Please copy every line of the records below that holds the word "warn".

→ Dataset entries

· · · · · · ·

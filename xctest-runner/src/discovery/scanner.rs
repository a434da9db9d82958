// Copyright (c) The xctest Contributors
// SPDX-License-Identifier: MIT OR Apache-2.0

use super::{
    DeclarationExtractor, DiscoveredClass, DiscoveredMethod, DiscoveryResult,
    RegexDeclarationExtractor,
};
use crate::config::XcTestConfig;
use camino::{Utf8Path, Utf8PathBuf};
use std::sync::Arc;
use walkdir::{DirEntry, WalkDir};

/// Walks a test root and collects test classes.
///
/// Files are grouped by their path relative to the root: the first segment is the *domain*, the
/// second the *category*. Files fewer than three segments deep are ignored.
#[derive(Clone, Debug)]
pub struct SourceScanner {
    root: Utf8PathBuf,
    extension: String,
    extractor: Arc<dyn DeclarationExtractor>,
}

impl SourceScanner {
    /// Creates a new scanner with an explicit declaration extractor.
    pub fn new(
        root: impl Into<Utf8PathBuf>,
        extension: impl Into<String>,
        extractor: Arc<dyn DeclarationExtractor>,
    ) -> Self {
        Self {
            root: root.into(),
            extension: extension.into(),
            extractor,
        }
    }

    /// Creates a scanner using the regex extractor and the discovery settings in `config`.
    pub fn from_config(config: &XcTestConfig) -> Self {
        let discovery = config.discovery();
        let extractor = RegexDeclarationExtractor::new(
            discovery.base_test_type.clone(),
            &discovery.test_method_prefix,
        );
        Self::new(
            config.test_root(),
            discovery.file_extension.clone(),
            Arc::new(extractor),
        )
    }

    /// Returns the root directory being scanned.
    pub fn root(&self) -> &Utf8Path {
        &self.root
    }

    /// Returns true if `path` is a file this scanner would look at.
    pub fn is_source_file(&self, path: &Utf8Path) -> bool {
        path.extension() == Some(self.extension.as_str()) && self.grouping(path).is_some()
    }

    /// Scans the whole tree.
    ///
    /// Never fails: directories and files that can't be read are logged and skipped.
    pub async fn scan(&self) -> DiscoveryResult {
        let mut classes = Vec::new();
        for path in self.source_files() {
            classes.extend(self.scan_file(&path).await);
        }
        tracing::debug!(
            root = %self.root,
            classes = classes.len(),
            "finished scanning test sources",
        );
        DiscoveryResult { classes }
    }

    /// Scans a single file. Returns an empty list if the file is outside the grouping structure,
    /// can't be read, or declares no test classes.
    pub async fn scan_file(&self, path: &Utf8Path) -> Vec<DiscoveredClass> {
        let Some((domain, category, category_dir)) = self.grouping(path) else {
            return Vec::new();
        };

        let text = match tokio::fs::read_to_string(path).await {
            Ok(text) => text,
            Err(error) => {
                tracing::warn!("skipping unreadable test source `{path}`: {error}");
                return Vec::new();
            }
        };

        self.extractor
            .extract(&text)
            .into_iter()
            .map(|class| DiscoveredClass {
                domain: domain.clone(),
                category: category.clone(),
                category_dir: category_dir.clone(),
                class_name: class.name,
                source_file: path.to_owned(),
                position: class.position,
                methods: class
                    .methods
                    .into_iter()
                    .map(|method| DiscoveredMethod {
                        name: method.name,
                        position: method.position,
                    })
                    .collect(),
            })
            .collect()
    }

    // ---
    // Helper methods
    // ---

    fn source_files(&self) -> Vec<Utf8PathBuf> {
        let walker = WalkDir::new(&self.root)
            .follow_links(true)
            .sort_by_file_name()
            .into_iter()
            .filter_entry(|entry| entry.depth() == 0 || !is_hidden(entry));

        let mut files = Vec::new();
        for entry in walker {
            let entry = match entry {
                Ok(entry) => entry,
                Err(error) => {
                    tracing::warn!("skipping part of test root `{}`: {error}", self.root);
                    continue;
                }
            };
            if !entry.file_type().is_file() {
                continue;
            }
            match Utf8PathBuf::from_path_buf(entry.into_path()) {
                Ok(path) if path.extension() == Some(self.extension.as_str()) => files.push(path),
                Ok(_) => {}
                Err(path) => {
                    tracing::warn!("skipping non-UTF-8 path `{}`", path.display());
                }
            }
        }
        files
    }

    /// Returns the domain, category and category directory for a path under the root.
    fn grouping(&self, path: &Utf8Path) -> Option<(String, String, Utf8PathBuf)> {
        let relative = path.strip_prefix(&self.root).ok()?;
        let mut components = relative.components();
        let domain = components.next()?.as_str();
        let category = components.next()?.as_str();
        // At least one more segment: the file itself.
        components.next()?;

        let category_dir = self.root.join(domain).join(category);
        Some((domain.to_owned(), category.to_owned(), category_dir))
    }
}

fn is_hidden(entry: &DirEntry) -> bool {
    entry
        .file_name()
        .to_str()
        .is_some_and(|name| name.starts_with('.'))
}

#[cfg(test)]
mod tests {
    use super::*;
    use crate::discovery::SourcePosition;
    use camino_tempfile::{Utf8TempDir, tempdir};
    use indoc::indoc;
    use pretty_assertions::assert_eq;

    const LOGIN_TESTS: &str = indoc! {r#"
        import XCTest

        class LoginTests: XCTestCase {
            func testValidLogin() {}
            func testInvalidLogin() {}
        }
    "#};

    fn write(dir: &Utf8TempDir, relative: &str, contents: &str) -> Utf8PathBuf {
        let path = dir.path().join(relative);
        std::fs::create_dir_all(path.parent().unwrap()).unwrap();
        std::fs::write(&path, contents).unwrap();
        path
    }

    fn scanner(dir: &Utf8TempDir) -> SourceScanner {
        SourceScanner::new(
            dir.path(),
            "swift",
            Arc::new(RegexDeclarationExtractor::new("XCTestCase", "test")),
        )
    }

    #[tokio::test]
    async fn groups_by_first_two_segments() {
        let dir = tempdir().unwrap();
        let login = write(&dir, "Auth/Unit/Login/LoginTests.swift", LOGIN_TESTS);
        write(
            &dir,
            "Auth/Unit/AccountTests.swift",
            "class AccountTests: XCTestCase {\n    func testCreate() {}\n}\n",
        );

        let result = scanner(&dir).scan().await;
        let summary: Vec<_> = result
            .classes
            .iter()
            .map(|class| {
                (
                    class.domain.as_str(),
                    class.category.as_str(),
                    class.class_name.as_str(),
                    class.methods.len(),
                )
            })
            .collect();
        // Entries are sorted by file name at each level: `AccountTests.swift` < `Login`.
        assert_eq!(
            summary,
            vec![
                ("Auth", "Unit", "AccountTests", 1),
                ("Auth", "Unit", "LoginTests", 2),
            ]
        );

        let login_class = &result.classes[1];
        assert_eq!(login_class.source_file, login);
        assert_eq!(login_class.category_dir, dir.path().join("Auth/Unit"));
        assert_eq!(login_class.position, SourcePosition { line: 2, column: 6 });
        assert_eq!(result.test_count(), 3);
    }

    #[tokio::test]
    async fn shallow_hidden_and_foreign_files_are_skipped() {
        let dir = tempdir().unwrap();
        write(&dir, "Auth/LoginTests.swift", LOGIN_TESTS);
        write(&dir, "TopLevelTests.swift", LOGIN_TESTS);
        write(&dir, "Auth/.build/Checkouts/LoginTests.swift", LOGIN_TESTS);
        write(&dir, "Auth/Unit/LoginTests.m", LOGIN_TESTS);
        write(&dir, "Auth/Unit/Helpers.swift", "struct Helper {}\n");

        let result = scanner(&dir).scan().await;
        assert_eq!(result, DiscoveryResult::default());
    }

    #[tokio::test]
    async fn scan_file_outside_root_is_empty() {
        let dir = tempdir().unwrap();
        let other = tempdir().unwrap();
        let path = write(&other, "Auth/Unit/LoginTests.swift", LOGIN_TESTS);

        let scanner = scanner(&dir);
        assert!(!scanner.is_source_file(&path));
        assert!(scanner.scan_file(&path).await.is_empty());
    }

    #[tokio::test]
    async fn missing_root_yields_nothing() {
        let dir = tempdir().unwrap();
        let scanner = SourceScanner::new(
            dir.path().join("does-not-exist"),
            "swift",
            Arc::new(RegexDeclarationExtractor::new("XCTestCase", "test")),
        );
        assert_eq!(scanner.scan().await, DiscoveryResult::default());
    }
}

· · · · · · ·

→ Response to this exercise
                tracing::warn!("skipping unreadable test source `{path}`: {error}");
                    tracing::warn!("skipping part of test root `{}`: {error}", self.root);
                    tracing::warn!("skipping non-UTF-8 path `{}`", path.display());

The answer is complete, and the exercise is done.